Corrupted Security Groups Are Created When You Install DHCP or WINS on Multiple Domain Controllers (822048)

SYMPTOMS

When you install the Dynamic Host Configuration Protocol (DHCP) networking component or the Windows Internet Naming Service (WINS) networking component on multiple domain controllers, corrupted objects may be created in the Microsoft Active Directory directory service for the following security groups:

DHCP Administrators
DHCP Users
WINS Users

If you remove one or more of these objects from a domain controller where you installed the DHCP component or the WINS component, the rights that are associated with that object are also removed. This causes permissions issues for members of the groups that were previously listed.

CAUSE

This issue may occur if all the following conditions are true:

You install the DHCP component or the WINS component on a domain controller.

-and-
The domain controller has not successfully replicated the changes throughout Active Directory.

-and-
You install the DHCP component or the WINS component on a second domain controller.
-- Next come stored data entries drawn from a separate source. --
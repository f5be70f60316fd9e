use crate::{error::ConfigError, inst::FuType};
use std::{fmt, str::FromStr};

/// Reservation station counts per functional unit and the size of the
/// floating point register file.
#[derive(Debug, Copy, Clone, PartialEq, Eq)]
pub struct HardwareConfig {
    pub load_stations: usize,
    pub store_stations: usize,
    pub add_stations: usize,
    pub mult_stations: usize,
    pub fp_registers: usize,
}

const FIELDS: [&str; 5] = [
    "load stations",
    "store stations",
    "add stations",
    "mult stations",
    "fp registers",
];

impl HardwareConfig {
    pub fn stations_for(&self, fu: FuType) -> usize {
        match fu {
            FuType::Load => self.load_stations,
            FuType::Store => self.store_stations,
            FuType::AddSub => self.add_stations,
            FuType::MultDiv => self.mult_stations,
        }
    }
}

impl Default for HardwareConfig {
    fn default() -> Self {
        Self {
            load_stations: 2,
            store_stations: 2,
            add_stations: 3,
            mult_stations: 2,
            fp_registers: 16,
        }
    }
}

impl FromStr for HardwareConfig {
    type Err = ConfigError;

    fn from_str(s: &str) -> Result<Self, Self::Err> {
        let mut values = s.split_whitespace();
        let mut counts = [0usize; 5];

        for (field, count) in FIELDS.into_iter().zip(counts.iter_mut()) {
            let raw = values.next().ok_or(ConfigError::Missing(field))?;
            let value = raw.parse::<i64>().map_err(|_| ConfigError::NotAnInteger {
                field,
                value: raw.to_owned(),
            })?;

            *count = usize::try_from(value)
                .ok()
                .filter(|&c| c > 0)
                .ok_or(ConfigError::NotPositive { field, value })?;
        }

        if let Some(extra) = values.next() {
            return Err(ConfigError::Trailing(extra.to_owned()));
        }

        let [load_stations, store_stations, add_stations, mult_stations, fp_registers] = counts;
        Ok(Self {
            load_stations,
            store_stations,
            add_stations,
            mult_stations,
            fp_registers,
        })
    }
}

impl fmt::Display for HardwareConfig {
    fn fmt(&self, f: &mut fmt::Formatter<'_>) -> fmt::Result {
        writeln!(f, "Load : {} RS", self.load_stations)?;
        writeln!(f, "Store: {} RS", self.store_stations)?;
        writeln!(f, "Add  : {} RS", self.add_stations)?;
        writeln!(f, "Mult : {} RS", self.mult_stations)?;
        write!(f, "Float: {} Reg", self.fp_registers)
    }
}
When you install the DHCP component or the WINS component, the corresponding service searches the local Security Accounts Manager (SAM) database for the following security groups (if applicable):

DHCP Administrators
DHCP Users
WINS Users

If these groups do not exist, they are created. When you install these components on a domain controller, the same process occurs. However, if the component is installed on more than one domain controller, and replication has not yet occurred, the security groups are created on each of the domain controllers. After replication completes between the domain controllers, the duplicate groups that are created cause corrupted objects to be created in Active Directory.

RESOLUTION

To resolve this issue, when you install the DHCP component or the WINS component on a domain controller, allow sufficient time for domain controller replication to complete before you install the component on a second domain controller.

WORKAROUND

To work around this issue:

Remove the corrupted security group (or groups) from the domain controller where you installed the DHCP component or the WINS component.

Note You can also remove the uncorrupted security group (or groups) and rename the corrupted groups with their correct names.
On the domain controller where you removed the security group (or groups), remove and then reinstall the DHCP networking component or the WINS networking component.

MORE INFORMATION

When the issue described in the "Symptoms" section of this article occurs, the corrupted object that is created in Active Directory represents the Domain Local security group for one of the following groups (depending on the services that are installed):

DHCP Administrators
DHCP Users
WINS Users

Because "duplicate" copies of these security groups are created in the domain, and each group has a unique security identifier (SID), the rights that are assigned to members of the group (or groups) are not consistent throughout the domain. The DHCP service or the WINS service uses the group on the domain controller where it was installed when it determines permissions.

When you remove the corrupted group (or remove the original group and rename the corrupted group), there is no longer a group that the server can determine permissions for these services from. You must remove and reinstall the service (DHCP or WINS, where applicable). Because the security groups are already present in Active Directory when you reinstall the service, they are used by that service and are not re-created.